ABOUT THIS EXERCISE:
Examine the entries and show every line in which the word "same" is found.

Saved data entries:
● ● ● ● ●
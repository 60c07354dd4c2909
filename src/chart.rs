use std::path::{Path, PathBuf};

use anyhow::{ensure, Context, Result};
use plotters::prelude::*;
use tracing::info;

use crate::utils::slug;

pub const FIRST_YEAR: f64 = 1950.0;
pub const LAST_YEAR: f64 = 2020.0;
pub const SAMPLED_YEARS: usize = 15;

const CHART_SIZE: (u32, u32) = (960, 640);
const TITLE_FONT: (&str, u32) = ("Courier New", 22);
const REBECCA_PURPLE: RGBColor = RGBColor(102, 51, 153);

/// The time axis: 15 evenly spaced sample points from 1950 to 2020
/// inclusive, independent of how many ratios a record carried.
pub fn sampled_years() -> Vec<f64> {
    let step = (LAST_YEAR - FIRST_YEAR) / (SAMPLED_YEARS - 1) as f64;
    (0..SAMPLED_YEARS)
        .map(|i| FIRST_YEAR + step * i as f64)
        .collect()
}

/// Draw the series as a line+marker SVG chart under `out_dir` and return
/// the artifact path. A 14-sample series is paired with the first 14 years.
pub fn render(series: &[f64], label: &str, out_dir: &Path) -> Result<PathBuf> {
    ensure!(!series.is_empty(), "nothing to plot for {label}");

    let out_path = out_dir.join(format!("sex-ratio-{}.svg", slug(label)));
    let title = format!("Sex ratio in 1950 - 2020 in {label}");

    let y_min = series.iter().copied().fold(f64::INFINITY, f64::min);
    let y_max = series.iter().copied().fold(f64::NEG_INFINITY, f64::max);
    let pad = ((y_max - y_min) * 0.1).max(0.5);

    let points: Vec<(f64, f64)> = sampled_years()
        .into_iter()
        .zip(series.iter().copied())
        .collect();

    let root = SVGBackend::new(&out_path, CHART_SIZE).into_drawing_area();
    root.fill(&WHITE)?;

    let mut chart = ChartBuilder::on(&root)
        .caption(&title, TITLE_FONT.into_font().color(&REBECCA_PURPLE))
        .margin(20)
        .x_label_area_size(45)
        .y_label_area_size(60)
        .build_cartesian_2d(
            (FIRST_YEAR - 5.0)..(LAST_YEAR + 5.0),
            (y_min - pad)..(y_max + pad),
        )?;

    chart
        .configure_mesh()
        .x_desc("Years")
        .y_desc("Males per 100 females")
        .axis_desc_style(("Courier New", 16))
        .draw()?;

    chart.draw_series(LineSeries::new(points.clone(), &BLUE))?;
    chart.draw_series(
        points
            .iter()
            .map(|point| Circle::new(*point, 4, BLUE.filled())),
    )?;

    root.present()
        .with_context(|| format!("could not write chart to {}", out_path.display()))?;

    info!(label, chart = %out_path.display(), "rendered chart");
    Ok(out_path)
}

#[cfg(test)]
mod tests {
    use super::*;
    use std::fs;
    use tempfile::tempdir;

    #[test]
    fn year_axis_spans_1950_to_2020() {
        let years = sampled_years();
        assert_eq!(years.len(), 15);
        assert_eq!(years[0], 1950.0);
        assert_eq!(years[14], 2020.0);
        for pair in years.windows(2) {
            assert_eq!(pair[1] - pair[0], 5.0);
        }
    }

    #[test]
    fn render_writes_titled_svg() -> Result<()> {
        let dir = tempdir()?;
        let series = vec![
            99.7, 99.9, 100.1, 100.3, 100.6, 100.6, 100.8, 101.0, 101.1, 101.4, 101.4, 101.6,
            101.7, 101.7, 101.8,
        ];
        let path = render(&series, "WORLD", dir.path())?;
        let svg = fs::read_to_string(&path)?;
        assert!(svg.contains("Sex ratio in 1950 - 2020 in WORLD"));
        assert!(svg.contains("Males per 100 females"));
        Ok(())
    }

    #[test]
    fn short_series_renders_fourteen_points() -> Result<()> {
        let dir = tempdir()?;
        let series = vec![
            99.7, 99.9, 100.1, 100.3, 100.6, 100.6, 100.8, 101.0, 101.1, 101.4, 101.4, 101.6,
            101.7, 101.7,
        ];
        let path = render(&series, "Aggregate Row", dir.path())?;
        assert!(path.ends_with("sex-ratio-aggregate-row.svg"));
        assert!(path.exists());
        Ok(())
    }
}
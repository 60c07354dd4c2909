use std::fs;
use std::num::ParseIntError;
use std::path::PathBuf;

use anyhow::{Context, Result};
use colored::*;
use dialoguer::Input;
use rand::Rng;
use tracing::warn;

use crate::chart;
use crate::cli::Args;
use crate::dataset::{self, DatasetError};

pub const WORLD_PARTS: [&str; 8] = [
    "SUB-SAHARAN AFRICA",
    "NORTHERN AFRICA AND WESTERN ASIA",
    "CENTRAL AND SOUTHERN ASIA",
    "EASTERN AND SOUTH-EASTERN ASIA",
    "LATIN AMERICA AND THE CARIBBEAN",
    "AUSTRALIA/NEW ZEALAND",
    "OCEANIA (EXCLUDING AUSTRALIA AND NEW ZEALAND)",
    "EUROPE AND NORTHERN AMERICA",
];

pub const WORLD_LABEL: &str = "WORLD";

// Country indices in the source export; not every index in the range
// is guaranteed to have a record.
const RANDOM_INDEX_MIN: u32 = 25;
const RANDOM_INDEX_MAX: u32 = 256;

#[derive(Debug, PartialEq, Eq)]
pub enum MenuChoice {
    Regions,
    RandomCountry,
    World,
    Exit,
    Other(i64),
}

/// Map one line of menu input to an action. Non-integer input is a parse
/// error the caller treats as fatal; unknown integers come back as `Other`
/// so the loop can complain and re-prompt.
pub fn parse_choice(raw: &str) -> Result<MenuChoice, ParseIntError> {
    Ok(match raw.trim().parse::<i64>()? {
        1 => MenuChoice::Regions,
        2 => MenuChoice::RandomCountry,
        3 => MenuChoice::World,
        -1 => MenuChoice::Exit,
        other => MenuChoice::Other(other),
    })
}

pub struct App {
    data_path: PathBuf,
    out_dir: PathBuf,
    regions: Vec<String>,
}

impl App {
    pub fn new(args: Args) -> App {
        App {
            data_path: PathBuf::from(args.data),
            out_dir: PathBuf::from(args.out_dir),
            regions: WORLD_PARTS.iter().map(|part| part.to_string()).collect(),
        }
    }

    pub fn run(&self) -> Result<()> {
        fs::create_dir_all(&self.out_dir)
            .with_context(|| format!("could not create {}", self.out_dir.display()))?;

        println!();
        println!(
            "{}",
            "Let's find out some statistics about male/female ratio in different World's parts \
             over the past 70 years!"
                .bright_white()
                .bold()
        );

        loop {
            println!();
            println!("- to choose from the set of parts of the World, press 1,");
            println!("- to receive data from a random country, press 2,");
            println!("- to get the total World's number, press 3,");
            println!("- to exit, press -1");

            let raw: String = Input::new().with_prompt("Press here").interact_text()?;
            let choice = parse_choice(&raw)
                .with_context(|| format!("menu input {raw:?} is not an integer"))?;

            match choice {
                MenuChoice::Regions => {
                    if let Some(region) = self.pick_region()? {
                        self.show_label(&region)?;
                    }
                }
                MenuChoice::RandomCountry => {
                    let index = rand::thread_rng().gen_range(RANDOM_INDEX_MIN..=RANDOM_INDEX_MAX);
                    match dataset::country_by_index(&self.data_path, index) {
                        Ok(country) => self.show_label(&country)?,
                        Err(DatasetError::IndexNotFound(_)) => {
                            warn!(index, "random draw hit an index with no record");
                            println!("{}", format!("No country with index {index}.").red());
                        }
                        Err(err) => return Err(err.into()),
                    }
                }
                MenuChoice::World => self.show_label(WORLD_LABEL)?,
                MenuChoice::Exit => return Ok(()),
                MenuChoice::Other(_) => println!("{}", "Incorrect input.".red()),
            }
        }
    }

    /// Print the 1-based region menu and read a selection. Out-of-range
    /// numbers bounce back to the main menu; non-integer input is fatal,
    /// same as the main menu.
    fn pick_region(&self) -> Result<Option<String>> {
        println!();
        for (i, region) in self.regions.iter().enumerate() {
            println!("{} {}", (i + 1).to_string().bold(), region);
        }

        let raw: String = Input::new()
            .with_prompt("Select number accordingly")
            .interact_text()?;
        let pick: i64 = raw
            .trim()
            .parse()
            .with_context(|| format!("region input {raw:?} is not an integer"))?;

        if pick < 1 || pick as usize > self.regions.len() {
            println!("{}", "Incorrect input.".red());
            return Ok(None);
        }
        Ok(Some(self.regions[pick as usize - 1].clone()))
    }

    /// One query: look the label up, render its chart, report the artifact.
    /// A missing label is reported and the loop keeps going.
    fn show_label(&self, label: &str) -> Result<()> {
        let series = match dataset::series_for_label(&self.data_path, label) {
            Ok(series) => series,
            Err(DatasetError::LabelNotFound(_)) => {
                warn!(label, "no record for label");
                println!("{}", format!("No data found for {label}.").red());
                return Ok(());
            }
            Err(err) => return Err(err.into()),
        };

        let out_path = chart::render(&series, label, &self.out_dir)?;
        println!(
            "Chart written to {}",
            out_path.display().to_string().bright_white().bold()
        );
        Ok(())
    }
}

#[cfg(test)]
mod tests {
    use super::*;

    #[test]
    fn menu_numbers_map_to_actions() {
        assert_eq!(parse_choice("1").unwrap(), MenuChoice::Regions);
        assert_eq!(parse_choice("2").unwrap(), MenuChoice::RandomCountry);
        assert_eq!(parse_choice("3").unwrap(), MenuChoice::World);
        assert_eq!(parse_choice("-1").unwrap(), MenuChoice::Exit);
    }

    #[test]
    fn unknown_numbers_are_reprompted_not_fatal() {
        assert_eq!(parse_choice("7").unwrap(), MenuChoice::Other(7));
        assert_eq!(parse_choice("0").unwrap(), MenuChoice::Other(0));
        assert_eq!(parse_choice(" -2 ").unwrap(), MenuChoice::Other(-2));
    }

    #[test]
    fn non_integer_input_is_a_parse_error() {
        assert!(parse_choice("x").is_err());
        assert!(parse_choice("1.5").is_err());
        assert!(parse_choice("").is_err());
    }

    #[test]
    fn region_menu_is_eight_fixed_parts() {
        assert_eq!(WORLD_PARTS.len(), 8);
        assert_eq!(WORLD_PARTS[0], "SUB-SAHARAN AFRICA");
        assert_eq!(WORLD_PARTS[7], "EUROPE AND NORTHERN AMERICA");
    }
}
● ● ● ● ●
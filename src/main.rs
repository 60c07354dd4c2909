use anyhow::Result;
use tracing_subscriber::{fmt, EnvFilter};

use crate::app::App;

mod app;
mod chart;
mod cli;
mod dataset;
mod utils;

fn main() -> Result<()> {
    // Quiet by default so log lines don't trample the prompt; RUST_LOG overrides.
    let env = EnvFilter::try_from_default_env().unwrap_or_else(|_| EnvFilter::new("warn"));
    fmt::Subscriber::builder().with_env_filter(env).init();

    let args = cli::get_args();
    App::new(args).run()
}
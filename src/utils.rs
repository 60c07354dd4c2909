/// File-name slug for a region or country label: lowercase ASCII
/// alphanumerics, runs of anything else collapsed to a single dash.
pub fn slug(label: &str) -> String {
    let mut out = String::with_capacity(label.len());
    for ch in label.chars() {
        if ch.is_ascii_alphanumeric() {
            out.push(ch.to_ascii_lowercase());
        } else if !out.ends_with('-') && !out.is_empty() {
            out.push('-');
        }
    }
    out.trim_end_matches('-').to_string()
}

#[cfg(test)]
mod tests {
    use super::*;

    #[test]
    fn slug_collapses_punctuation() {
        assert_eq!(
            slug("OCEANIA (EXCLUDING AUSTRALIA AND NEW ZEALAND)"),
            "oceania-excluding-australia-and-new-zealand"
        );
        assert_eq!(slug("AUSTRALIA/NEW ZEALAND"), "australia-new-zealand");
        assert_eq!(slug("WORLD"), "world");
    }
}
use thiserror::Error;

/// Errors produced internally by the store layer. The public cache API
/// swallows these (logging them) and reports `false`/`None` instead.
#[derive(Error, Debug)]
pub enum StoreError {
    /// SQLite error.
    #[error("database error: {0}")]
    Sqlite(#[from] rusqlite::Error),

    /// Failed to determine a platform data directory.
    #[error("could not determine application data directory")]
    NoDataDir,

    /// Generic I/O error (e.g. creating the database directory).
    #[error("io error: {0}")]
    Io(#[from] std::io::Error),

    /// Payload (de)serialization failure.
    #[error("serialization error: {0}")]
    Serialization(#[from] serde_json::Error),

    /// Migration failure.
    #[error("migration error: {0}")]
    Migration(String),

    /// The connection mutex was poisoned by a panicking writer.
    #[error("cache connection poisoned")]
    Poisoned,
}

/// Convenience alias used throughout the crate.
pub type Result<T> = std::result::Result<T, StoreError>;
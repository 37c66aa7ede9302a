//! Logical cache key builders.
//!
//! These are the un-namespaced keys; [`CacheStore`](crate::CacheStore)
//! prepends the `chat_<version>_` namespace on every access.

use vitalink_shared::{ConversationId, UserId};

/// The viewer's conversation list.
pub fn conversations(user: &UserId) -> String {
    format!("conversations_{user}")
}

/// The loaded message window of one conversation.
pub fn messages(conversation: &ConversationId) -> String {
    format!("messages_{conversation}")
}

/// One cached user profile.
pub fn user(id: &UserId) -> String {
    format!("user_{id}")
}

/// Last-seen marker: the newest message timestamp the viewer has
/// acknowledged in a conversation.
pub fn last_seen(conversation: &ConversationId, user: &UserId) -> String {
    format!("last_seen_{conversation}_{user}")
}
● ● ● ● ●
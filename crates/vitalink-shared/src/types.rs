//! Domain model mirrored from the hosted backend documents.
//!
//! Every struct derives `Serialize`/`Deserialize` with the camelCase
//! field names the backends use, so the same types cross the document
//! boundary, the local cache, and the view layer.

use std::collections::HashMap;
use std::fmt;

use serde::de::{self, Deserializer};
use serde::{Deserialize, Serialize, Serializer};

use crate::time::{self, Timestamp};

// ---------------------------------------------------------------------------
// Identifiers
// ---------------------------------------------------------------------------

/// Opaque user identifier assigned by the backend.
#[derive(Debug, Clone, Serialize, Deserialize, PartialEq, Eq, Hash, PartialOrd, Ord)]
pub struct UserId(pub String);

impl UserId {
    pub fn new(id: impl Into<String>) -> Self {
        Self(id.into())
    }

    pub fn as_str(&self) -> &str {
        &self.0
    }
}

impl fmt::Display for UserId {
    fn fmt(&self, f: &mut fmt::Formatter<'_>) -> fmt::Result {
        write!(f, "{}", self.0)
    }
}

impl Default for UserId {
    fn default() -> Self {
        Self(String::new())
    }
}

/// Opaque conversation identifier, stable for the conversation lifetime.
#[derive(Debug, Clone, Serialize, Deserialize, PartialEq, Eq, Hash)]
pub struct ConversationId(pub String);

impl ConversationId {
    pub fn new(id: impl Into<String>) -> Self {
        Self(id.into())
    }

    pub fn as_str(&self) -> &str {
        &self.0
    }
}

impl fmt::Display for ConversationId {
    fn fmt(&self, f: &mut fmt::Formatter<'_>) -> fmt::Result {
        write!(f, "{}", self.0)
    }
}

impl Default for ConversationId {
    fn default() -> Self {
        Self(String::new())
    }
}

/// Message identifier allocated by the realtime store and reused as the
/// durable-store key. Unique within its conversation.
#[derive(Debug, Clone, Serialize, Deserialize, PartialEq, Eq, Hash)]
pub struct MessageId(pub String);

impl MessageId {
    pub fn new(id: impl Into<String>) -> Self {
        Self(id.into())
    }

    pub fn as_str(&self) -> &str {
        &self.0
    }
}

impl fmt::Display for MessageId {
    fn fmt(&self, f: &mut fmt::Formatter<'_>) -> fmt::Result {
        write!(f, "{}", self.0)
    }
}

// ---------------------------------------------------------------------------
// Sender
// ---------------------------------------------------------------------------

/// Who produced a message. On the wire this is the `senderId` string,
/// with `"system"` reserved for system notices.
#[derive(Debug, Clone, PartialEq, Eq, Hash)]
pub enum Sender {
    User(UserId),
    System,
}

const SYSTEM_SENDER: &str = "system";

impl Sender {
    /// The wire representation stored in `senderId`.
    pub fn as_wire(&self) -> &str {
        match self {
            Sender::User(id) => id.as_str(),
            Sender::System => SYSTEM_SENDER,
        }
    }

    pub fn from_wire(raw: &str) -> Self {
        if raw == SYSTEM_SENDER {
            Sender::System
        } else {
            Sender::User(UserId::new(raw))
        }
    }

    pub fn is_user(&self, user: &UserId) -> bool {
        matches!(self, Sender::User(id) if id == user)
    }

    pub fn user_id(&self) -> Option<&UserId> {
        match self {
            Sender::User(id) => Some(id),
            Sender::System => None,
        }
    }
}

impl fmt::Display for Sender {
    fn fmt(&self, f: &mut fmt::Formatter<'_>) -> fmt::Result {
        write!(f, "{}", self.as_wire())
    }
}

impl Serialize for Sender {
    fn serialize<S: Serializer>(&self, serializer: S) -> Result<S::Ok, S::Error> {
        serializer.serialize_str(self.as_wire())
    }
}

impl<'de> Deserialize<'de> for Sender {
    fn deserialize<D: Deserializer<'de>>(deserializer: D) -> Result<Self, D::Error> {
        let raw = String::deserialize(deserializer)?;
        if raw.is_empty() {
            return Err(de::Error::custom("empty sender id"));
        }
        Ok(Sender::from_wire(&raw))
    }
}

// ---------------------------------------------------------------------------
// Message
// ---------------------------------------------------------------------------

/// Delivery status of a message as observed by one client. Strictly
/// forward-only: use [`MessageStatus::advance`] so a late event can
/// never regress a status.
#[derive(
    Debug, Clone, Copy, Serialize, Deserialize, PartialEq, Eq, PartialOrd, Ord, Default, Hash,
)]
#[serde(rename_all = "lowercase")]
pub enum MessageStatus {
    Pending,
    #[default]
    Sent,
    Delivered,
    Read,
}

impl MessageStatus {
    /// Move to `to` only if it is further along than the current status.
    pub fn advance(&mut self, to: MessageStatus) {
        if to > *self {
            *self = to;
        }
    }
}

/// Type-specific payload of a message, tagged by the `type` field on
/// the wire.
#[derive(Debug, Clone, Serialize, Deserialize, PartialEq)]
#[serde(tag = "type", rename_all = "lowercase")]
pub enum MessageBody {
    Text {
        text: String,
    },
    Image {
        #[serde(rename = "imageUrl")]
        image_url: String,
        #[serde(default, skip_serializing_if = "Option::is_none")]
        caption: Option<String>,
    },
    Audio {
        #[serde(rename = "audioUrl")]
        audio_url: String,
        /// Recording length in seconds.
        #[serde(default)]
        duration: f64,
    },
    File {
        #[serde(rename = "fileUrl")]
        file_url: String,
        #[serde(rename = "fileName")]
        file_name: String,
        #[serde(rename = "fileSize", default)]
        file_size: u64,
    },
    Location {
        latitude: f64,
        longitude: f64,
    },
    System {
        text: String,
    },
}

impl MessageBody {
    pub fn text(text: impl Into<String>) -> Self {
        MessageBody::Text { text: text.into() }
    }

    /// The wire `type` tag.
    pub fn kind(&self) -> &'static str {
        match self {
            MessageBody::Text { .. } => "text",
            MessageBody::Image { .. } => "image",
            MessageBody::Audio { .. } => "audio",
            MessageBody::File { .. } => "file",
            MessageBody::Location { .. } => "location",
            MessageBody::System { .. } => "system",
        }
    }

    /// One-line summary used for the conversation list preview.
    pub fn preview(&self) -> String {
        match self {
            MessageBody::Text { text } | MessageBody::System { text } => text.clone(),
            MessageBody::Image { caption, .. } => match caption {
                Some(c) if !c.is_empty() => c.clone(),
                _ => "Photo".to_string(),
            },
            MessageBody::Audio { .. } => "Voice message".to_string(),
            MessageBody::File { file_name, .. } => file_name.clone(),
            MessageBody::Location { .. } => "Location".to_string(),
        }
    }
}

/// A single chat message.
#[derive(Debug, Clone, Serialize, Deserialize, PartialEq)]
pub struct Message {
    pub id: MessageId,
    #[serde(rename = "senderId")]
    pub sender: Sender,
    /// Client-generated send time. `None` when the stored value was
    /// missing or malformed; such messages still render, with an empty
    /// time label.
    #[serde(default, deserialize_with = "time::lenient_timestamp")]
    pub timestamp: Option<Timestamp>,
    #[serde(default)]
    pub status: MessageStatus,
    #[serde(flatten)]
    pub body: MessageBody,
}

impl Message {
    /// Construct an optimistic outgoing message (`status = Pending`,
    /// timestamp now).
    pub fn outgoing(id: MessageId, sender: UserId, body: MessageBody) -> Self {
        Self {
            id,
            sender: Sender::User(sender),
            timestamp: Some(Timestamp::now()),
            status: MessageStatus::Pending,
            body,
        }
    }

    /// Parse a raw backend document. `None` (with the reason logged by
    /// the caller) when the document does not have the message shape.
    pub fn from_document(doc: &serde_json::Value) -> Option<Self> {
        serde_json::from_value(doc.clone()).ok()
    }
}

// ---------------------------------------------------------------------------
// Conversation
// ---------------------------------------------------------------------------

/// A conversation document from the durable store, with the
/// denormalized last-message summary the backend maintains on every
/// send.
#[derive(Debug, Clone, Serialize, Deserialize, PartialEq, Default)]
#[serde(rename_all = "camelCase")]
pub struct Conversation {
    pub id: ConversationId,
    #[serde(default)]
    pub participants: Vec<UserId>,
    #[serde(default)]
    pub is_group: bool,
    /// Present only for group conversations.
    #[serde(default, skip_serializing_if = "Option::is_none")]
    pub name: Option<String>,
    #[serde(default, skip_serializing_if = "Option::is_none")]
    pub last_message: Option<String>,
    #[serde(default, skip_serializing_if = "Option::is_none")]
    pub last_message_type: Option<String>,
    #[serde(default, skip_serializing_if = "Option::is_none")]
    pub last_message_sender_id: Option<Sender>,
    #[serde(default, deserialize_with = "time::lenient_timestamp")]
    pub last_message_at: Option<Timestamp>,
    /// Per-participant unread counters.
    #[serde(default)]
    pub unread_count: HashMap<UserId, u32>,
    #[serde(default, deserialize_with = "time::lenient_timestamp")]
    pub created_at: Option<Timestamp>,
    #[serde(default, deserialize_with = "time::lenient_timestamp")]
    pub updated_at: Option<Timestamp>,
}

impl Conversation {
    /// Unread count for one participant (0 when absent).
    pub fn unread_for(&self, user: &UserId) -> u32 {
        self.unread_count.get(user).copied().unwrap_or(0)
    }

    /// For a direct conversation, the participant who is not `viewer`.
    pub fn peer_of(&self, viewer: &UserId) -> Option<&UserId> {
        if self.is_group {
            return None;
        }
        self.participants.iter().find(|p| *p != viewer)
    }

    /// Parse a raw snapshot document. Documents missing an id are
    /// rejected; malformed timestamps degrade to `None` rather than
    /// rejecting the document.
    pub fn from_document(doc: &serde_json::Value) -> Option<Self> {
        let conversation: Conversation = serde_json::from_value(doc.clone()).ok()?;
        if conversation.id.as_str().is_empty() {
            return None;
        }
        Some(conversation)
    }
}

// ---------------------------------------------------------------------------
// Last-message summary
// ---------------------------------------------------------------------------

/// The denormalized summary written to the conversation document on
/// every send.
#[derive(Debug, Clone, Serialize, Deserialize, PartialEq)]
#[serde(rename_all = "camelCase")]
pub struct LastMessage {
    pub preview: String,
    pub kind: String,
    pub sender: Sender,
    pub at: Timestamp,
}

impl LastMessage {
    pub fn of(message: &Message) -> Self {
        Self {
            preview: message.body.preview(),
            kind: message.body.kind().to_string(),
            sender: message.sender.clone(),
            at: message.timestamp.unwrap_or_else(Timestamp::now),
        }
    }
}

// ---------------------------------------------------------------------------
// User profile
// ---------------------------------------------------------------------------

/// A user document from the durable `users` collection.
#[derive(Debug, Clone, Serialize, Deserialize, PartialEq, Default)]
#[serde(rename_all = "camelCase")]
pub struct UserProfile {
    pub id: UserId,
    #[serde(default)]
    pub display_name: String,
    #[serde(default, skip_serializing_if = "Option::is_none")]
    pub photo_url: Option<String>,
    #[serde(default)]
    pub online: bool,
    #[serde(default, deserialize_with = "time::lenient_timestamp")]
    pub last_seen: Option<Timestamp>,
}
● ● ● ● ●
TASK RESULT:
    /// same as the main menu.
//! field names the backends use, so the same types cross the document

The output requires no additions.